(SUPPLIED DATA Opens)
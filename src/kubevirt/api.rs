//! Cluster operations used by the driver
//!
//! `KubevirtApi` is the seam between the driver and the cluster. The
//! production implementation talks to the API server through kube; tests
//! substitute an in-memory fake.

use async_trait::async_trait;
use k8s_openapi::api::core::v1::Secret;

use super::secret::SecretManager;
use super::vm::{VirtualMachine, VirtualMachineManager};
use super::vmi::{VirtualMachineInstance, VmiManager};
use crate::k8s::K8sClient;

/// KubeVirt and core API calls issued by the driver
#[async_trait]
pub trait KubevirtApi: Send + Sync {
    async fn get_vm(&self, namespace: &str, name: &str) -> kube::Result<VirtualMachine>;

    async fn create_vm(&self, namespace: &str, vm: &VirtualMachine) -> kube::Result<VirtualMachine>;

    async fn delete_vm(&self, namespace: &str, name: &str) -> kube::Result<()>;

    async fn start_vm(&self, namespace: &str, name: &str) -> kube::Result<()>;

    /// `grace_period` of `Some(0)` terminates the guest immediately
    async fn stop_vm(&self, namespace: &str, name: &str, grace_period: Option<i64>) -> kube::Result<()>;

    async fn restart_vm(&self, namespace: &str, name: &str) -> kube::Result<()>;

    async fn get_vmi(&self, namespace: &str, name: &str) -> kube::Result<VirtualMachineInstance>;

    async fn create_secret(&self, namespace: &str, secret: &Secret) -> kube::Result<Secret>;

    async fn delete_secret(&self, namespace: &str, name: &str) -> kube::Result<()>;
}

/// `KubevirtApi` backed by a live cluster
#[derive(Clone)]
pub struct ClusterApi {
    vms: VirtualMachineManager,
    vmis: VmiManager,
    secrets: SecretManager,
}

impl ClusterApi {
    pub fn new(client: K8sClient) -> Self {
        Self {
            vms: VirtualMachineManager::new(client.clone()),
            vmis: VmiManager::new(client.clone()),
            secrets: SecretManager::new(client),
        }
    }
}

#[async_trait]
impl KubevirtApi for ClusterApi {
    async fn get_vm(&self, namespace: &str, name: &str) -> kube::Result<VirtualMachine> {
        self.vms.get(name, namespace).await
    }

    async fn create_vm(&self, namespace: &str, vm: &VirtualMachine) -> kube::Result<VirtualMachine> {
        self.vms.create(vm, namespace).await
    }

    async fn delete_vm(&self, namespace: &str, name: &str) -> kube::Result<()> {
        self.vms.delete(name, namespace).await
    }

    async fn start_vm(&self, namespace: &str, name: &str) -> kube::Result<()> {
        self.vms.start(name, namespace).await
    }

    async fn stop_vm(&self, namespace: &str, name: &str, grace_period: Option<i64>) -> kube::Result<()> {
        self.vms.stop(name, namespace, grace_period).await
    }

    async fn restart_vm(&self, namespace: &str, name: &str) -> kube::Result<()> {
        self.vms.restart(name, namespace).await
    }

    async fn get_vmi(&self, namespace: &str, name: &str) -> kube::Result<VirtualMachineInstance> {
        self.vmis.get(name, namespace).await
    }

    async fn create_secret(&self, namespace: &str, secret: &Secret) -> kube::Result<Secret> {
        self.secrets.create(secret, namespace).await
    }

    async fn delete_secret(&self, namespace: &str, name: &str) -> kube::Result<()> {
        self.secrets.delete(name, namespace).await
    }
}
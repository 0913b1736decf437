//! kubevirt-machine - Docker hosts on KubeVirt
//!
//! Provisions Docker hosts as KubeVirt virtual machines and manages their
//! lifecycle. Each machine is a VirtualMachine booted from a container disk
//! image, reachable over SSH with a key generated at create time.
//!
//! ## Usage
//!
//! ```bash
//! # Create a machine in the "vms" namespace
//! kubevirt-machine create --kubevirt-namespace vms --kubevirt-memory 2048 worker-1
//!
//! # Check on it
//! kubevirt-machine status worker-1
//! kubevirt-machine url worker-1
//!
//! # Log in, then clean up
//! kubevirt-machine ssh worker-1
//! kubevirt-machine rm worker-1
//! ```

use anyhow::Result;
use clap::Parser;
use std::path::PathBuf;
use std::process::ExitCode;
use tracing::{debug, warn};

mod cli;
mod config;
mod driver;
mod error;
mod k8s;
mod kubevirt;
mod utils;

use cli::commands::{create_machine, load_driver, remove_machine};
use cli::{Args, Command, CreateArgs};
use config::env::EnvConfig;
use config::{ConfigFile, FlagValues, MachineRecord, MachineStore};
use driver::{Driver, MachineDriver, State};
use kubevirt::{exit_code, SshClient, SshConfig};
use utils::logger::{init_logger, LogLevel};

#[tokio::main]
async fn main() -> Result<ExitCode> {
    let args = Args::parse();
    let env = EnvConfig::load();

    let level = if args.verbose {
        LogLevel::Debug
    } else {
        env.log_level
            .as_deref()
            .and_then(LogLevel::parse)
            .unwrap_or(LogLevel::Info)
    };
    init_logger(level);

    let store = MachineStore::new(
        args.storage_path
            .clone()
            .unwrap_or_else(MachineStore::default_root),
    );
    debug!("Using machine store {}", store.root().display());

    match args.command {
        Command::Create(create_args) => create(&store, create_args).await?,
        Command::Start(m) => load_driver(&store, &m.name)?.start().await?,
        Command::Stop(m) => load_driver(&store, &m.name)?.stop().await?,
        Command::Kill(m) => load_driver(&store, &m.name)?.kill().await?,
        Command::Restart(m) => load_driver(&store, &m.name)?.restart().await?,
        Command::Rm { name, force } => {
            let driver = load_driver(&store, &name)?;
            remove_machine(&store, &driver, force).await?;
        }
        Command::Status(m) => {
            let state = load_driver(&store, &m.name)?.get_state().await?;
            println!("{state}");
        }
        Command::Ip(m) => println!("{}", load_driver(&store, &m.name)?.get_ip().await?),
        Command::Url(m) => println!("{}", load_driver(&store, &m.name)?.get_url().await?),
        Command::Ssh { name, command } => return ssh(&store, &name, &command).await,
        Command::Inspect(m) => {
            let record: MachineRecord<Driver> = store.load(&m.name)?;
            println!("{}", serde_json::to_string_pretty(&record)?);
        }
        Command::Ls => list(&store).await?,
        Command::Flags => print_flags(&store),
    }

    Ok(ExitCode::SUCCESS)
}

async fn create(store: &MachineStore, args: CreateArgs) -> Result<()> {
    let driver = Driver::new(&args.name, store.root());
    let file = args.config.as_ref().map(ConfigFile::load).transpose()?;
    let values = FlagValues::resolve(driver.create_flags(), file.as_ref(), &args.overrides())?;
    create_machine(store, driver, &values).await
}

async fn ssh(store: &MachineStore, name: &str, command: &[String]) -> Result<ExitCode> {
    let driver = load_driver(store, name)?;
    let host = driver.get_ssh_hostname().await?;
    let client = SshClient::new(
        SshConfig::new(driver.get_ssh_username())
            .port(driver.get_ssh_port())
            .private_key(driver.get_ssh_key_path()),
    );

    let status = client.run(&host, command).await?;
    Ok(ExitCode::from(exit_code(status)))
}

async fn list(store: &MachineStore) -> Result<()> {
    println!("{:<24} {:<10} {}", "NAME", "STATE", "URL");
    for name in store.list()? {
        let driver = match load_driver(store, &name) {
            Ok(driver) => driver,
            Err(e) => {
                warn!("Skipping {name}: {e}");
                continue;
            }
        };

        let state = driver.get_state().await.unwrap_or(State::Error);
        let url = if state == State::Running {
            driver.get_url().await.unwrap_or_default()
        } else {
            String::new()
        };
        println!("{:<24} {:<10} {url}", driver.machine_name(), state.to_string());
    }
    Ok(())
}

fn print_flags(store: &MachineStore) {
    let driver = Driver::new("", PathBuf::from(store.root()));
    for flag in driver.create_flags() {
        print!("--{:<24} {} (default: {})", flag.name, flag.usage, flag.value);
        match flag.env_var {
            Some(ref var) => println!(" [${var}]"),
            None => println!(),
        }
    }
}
(SUPPLIED DATA Closes)
*WORK TO BE COMPLETED*:
Give back the full listing, exactly as it stands.

*RESPONSE AREA*:
filename src/kubevirt/api.rs
//! Cluster operations used by the driver
//!
//! `KubevirtApi` is the seam between the driver and the cluster. The
//! production implementation talks to the API server through kube; tests
//! substitute an in-memory fake.

use async_trait::async_trait;
use k8s_openapi::api::core::v1::Secret;

use super::secret::SecretManager;
use super::vm::{VirtualMachine, VirtualMachineManager};
use super::vmi::{VirtualMachineInstance, VmiManager};
use crate::k8s::K8sClient;

/// KubeVirt and core API calls issued by the driver
#[async_trait]
pub trait KubevirtApi: Send + Sync {
    async fn get_vm(&self, namespace: &str, name: &str) -> kube::Result<VirtualMachine>;

    async fn create_vm(&self, namespace: &str, vm: &VirtualMachine) -> kube::Result<VirtualMachine>;

    async fn delete_vm(&self, namespace: &str, name: &str) -> kube::Result<()>;

    async fn start_vm(&self, namespace: &str, name: &str) -> kube::Result<()>;

    /// `grace_period` of `Some(0)` terminates the guest immediately
    async fn stop_vm(&self, namespace: &str, name: &str, grace_period: Option<i64>) -> kube::Result<()>;

    async fn restart_vm(&self, namespace: &str, name: &str) -> kube::Result<()>;

    async fn get_vmi(&self, namespace: &str, name: &str) -> kube::Result<VirtualMachineInstance>;

    async fn create_secret(&self, namespace: &str, secret: &Secret) -> kube::Result<Secret>;

    async fn delete_secret(&self, namespace: &str, name: &str) -> kube::Result<()>;
}

/// `KubevirtApi` backed by a live cluster
#[derive(Clone)]
pub struct ClusterApi {
    vms: VirtualMachineManager,
    vmis: VmiManager,
    secrets: SecretManager,
}

impl ClusterApi {
    pub fn new(client: K8sClient) -> Self {
        Self {
            vms: VirtualMachineManager::new(client.clone()),
            vmis: VmiManager::new(client.clone()),
            secrets: SecretManager::new(client),
        }
    }
}

#[async_trait]
impl KubevirtApi for ClusterApi {
    async fn get_vm(&self, namespace: &str, name: &str) -> kube::Result<VirtualMachine> {
        self.vms.get(name, namespace).await
    }

    async fn create_vm(&self, namespace: &str, vm: &VirtualMachine) -> kube::Result<VirtualMachine> {
        self.vms.create(vm, namespace).await
    }

    async fn delete_vm(&self, namespace: &str, name: &str) -> kube::Result<()> {
        self.vms.delete(name, namespace).await
    }

    async fn start_vm(&self, namespace: &str, name: &str) -> kube::Result<()> {
        self.vms.start(name, namespace).await
    }

    async fn stop_vm(&self, namespace: &str, name: &str, grace_period: Option<i64>) -> kube::Result<()> {
        self.vms.stop(name, namespace, grace_period).await
    }

    async fn restart_vm(&self, namespace: &str, name: &str) -> kube::Result<()> {
        self.vms.restart(name, namespace).await
    }

    async fn get_vmi(&self, namespace: &str, name: &str) -> kube::Result<VirtualMachineInstance> {
        self.vmis.get(name, namespace).await
    }

    async fn create_secret(&self, namespace: &str, secret: &Secret) -> kube::Result<Secret> {
        self.secrets.create(secret, namespace).await
    }

    async fn delete_secret(&self, namespace: &str, name: &str) -> kube::Result<()> {
        self.secrets.delete(name, namespace).await
    }
}
repository 0913b1736decf437
//! kubevirt-machine - Docker hosts on KubeVirt
//!
//! Provisions Docker hosts as KubeVirt virtual machines and manages their
//! lifecycle. Each machine is a VirtualMachine booted from a container disk
//! image, reachable over SSH with a key generated at create time.
//!
//! ## Usage
//!
//! ```bash
//! # Create a machine in the "vms" namespace
//! kubevirt-machine create --kubevirt-namespace vms --kubevirt-memory 2048 worker-1
//!
//! # Check on it
//! kubevirt-machine status worker-1
//! kubevirt-machine url worker-1
//!
//! # Log in, then clean up
//! kubevirt-machine ssh worker-1
//! kubevirt-machine rm worker-1
//! ```

use anyhow::Result;
use clap::Parser;
use std::path::PathBuf;
use std::process::ExitCode;
use tracing::{debug, warn};

mod cli;
mod config;
mod driver;
mod error;
mod k8s;
mod kubevirt;
mod utils;

use cli::commands::{create_machine, load_driver, remove_machine};
use cli::{Args, Command, CreateArgs};
use config::env::EnvConfig;
use config::{ConfigFile, FlagValues, MachineRecord, MachineStore};
use driver::{Driver, MachineDriver, State};
use kubevirt::{exit_code, SshClient, SshConfig};
use utils::logger::{init_logger, LogLevel};

#[tokio::main]
async fn main() -> Result<ExitCode> {
    let args = Args::parse();
    let env = EnvConfig::load();

    let level = if args.verbose {
        LogLevel::Debug
    } else {
        env.log_level
            .as_deref()
            .and_then(LogLevel::parse)
            .unwrap_or(LogLevel::Info)
    };
    init_logger(level);

    let store = MachineStore::new(
        args.storage_path
            .clone()
            .unwrap_or_else(MachineStore::default_root),
    );
    debug!("Using machine store {}", store.root().display());

    match args.command {
        Command::Create(create_args) => create(&store, create_args).await?,
        Command::Start(m) => load_driver(&store, &m.name)?.start().await?,
        Command::Stop(m) => load_driver(&store, &m.name)?.stop().await?,
        Command::Kill(m) => load_driver(&store, &m.name)?.kill().await?,
        Command::Restart(m) => load_driver(&store, &m.name)?.restart().await?,
        Command::Rm { name, force } => {
            let driver = load_driver(&store, &name)?;
            remove_machine(&store, &driver, force).await?;
        }
        Command::Status(m) => {
            let state = load_driver(&store, &m.name)?.get_state().await?;
            println!("{state}");
        }
        Command::Ip(m) => println!("{}", load_driver(&store, &m.name)?.get_ip().await?),
        Command::Url(m) => println!("{}", load_driver(&store, &m.name)?.get_url().await?),
        Command::Ssh { name, command } => return ssh(&store, &name, &command).await,
        Command::Inspect(m) => {
            let record: MachineRecord<Driver> = store.load(&m.name)?;
            println!("{}", serde_json::to_string_pretty(&record)?);
        }
        Command::Ls => list(&store).await?,
        Command::Flags => print_flags(&store),
    }

    Ok(ExitCode::SUCCESS)
}

async fn create(store: &MachineStore, args: CreateArgs) -> Result<()> {
    let driver = Driver::new(&args.name, store.root());
    let file = args.config.as_ref().map(ConfigFile::load).transpose()?;
    let values = FlagValues::resolve(driver.create_flags(), file.as_ref(), &args.overrides())?;
    create_machine(store, driver, &values).await
}

async fn ssh(store: &MachineStore, name: &str, command: &[String]) -> Result<ExitCode> {
    let driver = load_driver(store, name)?;
    let host = driver.get_ssh_hostname().await?;
    let client = SshClient::new(
        SshConfig::new(driver.get_ssh_username())
            .port(driver.get_ssh_port())
            .private_key(driver.get_ssh_key_path()),
    );

    let status = client.run(&host, command).await?;
    Ok(ExitCode::from(exit_code(status)))
}

async fn list(store: &MachineStore) -> Result<()> {
    println!("{:<24} {:<10} {}", "NAME", "STATE", "URL");
    for name in store.list()? {
        let driver = match load_driver(store, &name) {
            Ok(driver) => driver,
            Err(e) => {
                warn!("Skipping {name}: {e}");
                continue;
            }
        };

        let state = driver.get_state().await.unwrap_or(State::Error);
        let url = if state == State::Running {
            driver.get_url().await.unwrap_or_default()
        } else {
            String::new()
        };
        println!("{:<24} {:<10} {url}", driver.machine_name(), state.to_string());
    }
    Ok(())
}

fn print_flags(store: &MachineStore) {
    let driver = Driver::new("", PathBuf::from(store.root()));
    for flag in driver.create_flags() {
        print!("--{:<24} {} (default: {})", flag.name, flag.usage, flag.value);
        match flag.env_var {
            Some(ref var) => println!(" [${var}]"),
            None => println!(),
        }
    }
}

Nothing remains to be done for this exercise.